Dataset entries
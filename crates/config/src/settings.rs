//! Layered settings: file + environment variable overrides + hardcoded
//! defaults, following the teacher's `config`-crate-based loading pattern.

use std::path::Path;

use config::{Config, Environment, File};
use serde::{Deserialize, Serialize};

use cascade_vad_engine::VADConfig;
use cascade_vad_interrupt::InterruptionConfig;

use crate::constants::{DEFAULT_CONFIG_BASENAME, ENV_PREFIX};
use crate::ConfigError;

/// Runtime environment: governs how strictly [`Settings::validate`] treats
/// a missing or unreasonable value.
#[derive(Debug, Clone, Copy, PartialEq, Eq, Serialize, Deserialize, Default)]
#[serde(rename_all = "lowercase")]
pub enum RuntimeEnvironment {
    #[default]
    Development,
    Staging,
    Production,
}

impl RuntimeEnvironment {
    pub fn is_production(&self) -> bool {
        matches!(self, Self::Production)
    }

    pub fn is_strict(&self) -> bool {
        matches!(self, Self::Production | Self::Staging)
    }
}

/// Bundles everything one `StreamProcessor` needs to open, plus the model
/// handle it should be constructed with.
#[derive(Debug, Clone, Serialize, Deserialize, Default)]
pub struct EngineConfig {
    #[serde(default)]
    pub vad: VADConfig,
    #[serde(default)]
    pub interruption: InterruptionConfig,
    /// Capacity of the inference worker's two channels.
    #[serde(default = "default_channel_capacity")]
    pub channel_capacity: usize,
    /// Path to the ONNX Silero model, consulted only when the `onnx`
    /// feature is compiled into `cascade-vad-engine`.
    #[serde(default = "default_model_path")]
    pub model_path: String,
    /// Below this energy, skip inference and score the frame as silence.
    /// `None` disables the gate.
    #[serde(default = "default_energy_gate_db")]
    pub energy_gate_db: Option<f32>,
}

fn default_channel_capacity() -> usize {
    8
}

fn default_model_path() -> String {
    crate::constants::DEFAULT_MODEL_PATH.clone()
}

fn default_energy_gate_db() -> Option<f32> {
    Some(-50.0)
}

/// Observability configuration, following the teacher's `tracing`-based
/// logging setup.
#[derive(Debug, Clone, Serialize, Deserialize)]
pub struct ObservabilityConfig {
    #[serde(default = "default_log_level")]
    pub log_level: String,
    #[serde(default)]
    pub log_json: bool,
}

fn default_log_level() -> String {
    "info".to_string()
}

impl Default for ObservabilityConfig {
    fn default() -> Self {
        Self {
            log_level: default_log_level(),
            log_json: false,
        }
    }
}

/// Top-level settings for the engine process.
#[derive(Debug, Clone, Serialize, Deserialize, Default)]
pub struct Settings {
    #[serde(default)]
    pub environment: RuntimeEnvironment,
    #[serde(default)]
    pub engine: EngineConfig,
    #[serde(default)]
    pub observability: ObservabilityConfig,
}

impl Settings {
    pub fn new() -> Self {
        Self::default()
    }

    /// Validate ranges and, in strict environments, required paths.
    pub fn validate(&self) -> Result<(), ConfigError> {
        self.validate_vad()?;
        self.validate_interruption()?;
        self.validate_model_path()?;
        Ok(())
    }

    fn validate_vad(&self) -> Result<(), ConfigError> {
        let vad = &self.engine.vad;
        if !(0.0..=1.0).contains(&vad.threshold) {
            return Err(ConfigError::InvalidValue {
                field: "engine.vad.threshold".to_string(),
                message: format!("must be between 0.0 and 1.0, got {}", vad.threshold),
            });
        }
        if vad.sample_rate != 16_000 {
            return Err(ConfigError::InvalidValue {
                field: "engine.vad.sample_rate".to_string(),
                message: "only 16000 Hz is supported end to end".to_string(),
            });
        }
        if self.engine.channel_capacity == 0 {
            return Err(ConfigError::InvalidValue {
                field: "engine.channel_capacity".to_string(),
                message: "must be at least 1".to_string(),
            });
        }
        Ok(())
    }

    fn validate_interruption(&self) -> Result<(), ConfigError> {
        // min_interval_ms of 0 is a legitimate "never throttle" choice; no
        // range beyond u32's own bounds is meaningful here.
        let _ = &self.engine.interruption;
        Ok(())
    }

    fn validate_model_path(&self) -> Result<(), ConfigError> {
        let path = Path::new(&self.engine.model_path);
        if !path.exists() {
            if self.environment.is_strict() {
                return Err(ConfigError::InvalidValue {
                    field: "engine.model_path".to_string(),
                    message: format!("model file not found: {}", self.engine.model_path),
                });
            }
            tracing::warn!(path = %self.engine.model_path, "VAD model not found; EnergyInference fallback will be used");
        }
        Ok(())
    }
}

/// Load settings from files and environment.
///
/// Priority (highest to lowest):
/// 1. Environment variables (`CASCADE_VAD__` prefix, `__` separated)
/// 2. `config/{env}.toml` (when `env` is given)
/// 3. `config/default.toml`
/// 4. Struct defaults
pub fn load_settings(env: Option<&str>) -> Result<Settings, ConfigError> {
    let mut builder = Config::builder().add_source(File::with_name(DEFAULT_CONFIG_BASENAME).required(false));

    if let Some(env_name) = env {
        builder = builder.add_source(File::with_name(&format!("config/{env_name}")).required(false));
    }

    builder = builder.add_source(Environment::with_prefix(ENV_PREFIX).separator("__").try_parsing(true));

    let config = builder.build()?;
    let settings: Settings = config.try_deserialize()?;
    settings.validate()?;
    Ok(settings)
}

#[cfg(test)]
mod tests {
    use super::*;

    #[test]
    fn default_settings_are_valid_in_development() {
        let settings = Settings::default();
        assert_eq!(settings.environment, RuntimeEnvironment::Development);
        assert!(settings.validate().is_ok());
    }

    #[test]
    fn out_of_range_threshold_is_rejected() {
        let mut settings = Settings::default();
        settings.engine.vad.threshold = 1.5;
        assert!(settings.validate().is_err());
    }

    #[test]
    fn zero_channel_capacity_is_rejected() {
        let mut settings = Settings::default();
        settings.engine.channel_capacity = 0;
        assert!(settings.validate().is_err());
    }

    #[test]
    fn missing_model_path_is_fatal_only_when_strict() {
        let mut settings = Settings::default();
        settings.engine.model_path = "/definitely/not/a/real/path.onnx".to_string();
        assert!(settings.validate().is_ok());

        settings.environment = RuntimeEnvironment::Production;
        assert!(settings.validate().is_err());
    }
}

---

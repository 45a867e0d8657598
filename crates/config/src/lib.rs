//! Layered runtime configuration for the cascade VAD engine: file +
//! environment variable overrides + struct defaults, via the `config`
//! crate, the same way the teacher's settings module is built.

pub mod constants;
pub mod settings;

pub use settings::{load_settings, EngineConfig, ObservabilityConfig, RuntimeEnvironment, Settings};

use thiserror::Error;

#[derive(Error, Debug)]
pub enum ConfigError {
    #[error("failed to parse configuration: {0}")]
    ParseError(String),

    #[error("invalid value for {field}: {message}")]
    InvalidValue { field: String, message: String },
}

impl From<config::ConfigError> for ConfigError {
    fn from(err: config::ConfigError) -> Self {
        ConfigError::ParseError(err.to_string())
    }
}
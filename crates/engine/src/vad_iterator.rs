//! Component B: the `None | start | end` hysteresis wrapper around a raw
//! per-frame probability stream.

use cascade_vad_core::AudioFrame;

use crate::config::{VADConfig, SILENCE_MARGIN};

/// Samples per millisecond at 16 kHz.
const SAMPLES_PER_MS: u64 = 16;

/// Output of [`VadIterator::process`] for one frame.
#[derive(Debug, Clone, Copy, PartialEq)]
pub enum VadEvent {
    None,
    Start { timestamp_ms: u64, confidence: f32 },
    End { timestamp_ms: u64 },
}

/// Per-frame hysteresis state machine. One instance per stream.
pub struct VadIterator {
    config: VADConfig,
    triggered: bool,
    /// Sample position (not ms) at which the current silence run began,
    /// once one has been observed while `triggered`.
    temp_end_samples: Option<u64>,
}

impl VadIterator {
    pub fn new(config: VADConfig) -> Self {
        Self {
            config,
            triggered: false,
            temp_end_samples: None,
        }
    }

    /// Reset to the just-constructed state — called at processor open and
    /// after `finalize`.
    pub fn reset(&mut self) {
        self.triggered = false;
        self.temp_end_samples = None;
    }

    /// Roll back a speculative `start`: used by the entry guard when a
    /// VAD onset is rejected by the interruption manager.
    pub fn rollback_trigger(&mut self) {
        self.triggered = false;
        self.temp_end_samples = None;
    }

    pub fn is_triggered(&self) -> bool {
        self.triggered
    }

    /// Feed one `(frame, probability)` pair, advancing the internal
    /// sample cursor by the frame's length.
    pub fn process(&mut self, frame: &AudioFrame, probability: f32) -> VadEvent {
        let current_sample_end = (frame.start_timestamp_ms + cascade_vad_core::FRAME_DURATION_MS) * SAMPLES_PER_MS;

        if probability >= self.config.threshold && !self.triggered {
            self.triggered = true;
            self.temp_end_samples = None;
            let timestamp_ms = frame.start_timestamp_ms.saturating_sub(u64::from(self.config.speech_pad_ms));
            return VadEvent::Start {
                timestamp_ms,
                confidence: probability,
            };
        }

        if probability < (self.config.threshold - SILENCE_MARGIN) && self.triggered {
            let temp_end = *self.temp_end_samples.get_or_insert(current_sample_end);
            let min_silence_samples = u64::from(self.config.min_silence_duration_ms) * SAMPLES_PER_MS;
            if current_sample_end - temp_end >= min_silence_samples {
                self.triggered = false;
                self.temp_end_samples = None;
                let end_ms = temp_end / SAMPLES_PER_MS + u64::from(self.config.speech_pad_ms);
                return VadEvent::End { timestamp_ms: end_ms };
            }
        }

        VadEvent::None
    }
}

* * *

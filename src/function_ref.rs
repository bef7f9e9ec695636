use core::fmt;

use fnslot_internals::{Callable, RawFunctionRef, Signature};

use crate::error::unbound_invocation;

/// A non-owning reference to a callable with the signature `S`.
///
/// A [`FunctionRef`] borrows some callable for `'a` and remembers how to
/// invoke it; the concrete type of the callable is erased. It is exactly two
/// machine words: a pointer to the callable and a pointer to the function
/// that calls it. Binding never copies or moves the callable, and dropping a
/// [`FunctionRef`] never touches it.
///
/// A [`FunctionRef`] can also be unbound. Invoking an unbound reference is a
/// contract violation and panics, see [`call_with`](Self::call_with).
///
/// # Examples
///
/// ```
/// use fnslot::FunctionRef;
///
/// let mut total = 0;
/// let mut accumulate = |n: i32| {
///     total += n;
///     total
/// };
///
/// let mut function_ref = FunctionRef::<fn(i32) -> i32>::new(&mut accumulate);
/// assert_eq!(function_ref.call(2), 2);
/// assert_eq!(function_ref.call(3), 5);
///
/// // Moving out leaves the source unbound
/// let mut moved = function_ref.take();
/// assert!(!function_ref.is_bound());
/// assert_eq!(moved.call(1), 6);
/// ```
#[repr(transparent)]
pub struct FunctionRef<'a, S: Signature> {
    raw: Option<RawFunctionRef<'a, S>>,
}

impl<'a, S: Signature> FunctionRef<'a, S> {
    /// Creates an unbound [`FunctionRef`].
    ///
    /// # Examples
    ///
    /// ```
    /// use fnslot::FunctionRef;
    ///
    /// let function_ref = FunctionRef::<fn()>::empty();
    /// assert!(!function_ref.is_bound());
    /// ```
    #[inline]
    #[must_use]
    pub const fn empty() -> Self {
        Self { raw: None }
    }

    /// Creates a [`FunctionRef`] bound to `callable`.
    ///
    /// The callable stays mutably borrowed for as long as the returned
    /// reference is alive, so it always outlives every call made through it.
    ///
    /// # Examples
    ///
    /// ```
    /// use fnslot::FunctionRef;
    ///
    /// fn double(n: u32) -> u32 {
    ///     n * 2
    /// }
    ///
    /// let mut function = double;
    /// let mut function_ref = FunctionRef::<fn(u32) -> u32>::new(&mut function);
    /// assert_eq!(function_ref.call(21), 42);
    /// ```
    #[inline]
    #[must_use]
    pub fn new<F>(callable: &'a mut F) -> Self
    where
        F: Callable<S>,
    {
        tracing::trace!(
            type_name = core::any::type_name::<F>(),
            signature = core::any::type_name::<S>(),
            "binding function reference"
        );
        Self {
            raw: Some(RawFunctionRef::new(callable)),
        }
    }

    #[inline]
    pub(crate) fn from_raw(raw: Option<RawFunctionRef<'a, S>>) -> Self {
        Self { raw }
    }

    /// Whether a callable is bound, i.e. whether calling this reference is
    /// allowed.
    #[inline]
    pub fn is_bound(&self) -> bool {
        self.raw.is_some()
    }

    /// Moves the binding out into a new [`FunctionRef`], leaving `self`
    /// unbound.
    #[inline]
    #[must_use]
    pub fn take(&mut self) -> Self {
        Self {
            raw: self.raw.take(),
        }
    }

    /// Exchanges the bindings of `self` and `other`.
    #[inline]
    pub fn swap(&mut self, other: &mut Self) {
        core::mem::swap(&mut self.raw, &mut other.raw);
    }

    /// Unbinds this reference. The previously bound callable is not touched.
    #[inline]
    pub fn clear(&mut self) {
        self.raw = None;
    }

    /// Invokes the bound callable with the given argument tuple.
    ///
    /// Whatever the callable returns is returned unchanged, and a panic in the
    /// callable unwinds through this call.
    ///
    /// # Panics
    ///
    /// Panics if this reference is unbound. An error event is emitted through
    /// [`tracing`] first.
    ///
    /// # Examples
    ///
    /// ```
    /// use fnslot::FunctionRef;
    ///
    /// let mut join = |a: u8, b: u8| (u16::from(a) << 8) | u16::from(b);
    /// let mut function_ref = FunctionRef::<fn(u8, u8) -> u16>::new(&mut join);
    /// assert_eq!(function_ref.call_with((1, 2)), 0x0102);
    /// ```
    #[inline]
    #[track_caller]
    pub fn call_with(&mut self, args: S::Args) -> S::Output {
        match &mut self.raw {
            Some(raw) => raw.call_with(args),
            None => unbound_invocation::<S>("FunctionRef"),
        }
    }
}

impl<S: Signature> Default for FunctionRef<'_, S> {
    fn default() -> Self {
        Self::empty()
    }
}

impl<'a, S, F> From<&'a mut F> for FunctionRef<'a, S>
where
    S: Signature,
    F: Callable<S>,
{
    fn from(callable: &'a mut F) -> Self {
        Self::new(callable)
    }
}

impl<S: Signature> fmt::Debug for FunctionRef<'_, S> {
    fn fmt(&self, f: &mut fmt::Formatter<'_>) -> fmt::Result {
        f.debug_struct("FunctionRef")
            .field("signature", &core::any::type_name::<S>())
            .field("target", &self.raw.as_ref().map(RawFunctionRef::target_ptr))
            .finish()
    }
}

▶ [Task requirements]
From the entries above, pull out each line that includes "state".

▶ [Solution for this task]
/// Per-frame hysteresis state machine. One instance per stream.
    /// Reset to the just-constructed state — called at processor open and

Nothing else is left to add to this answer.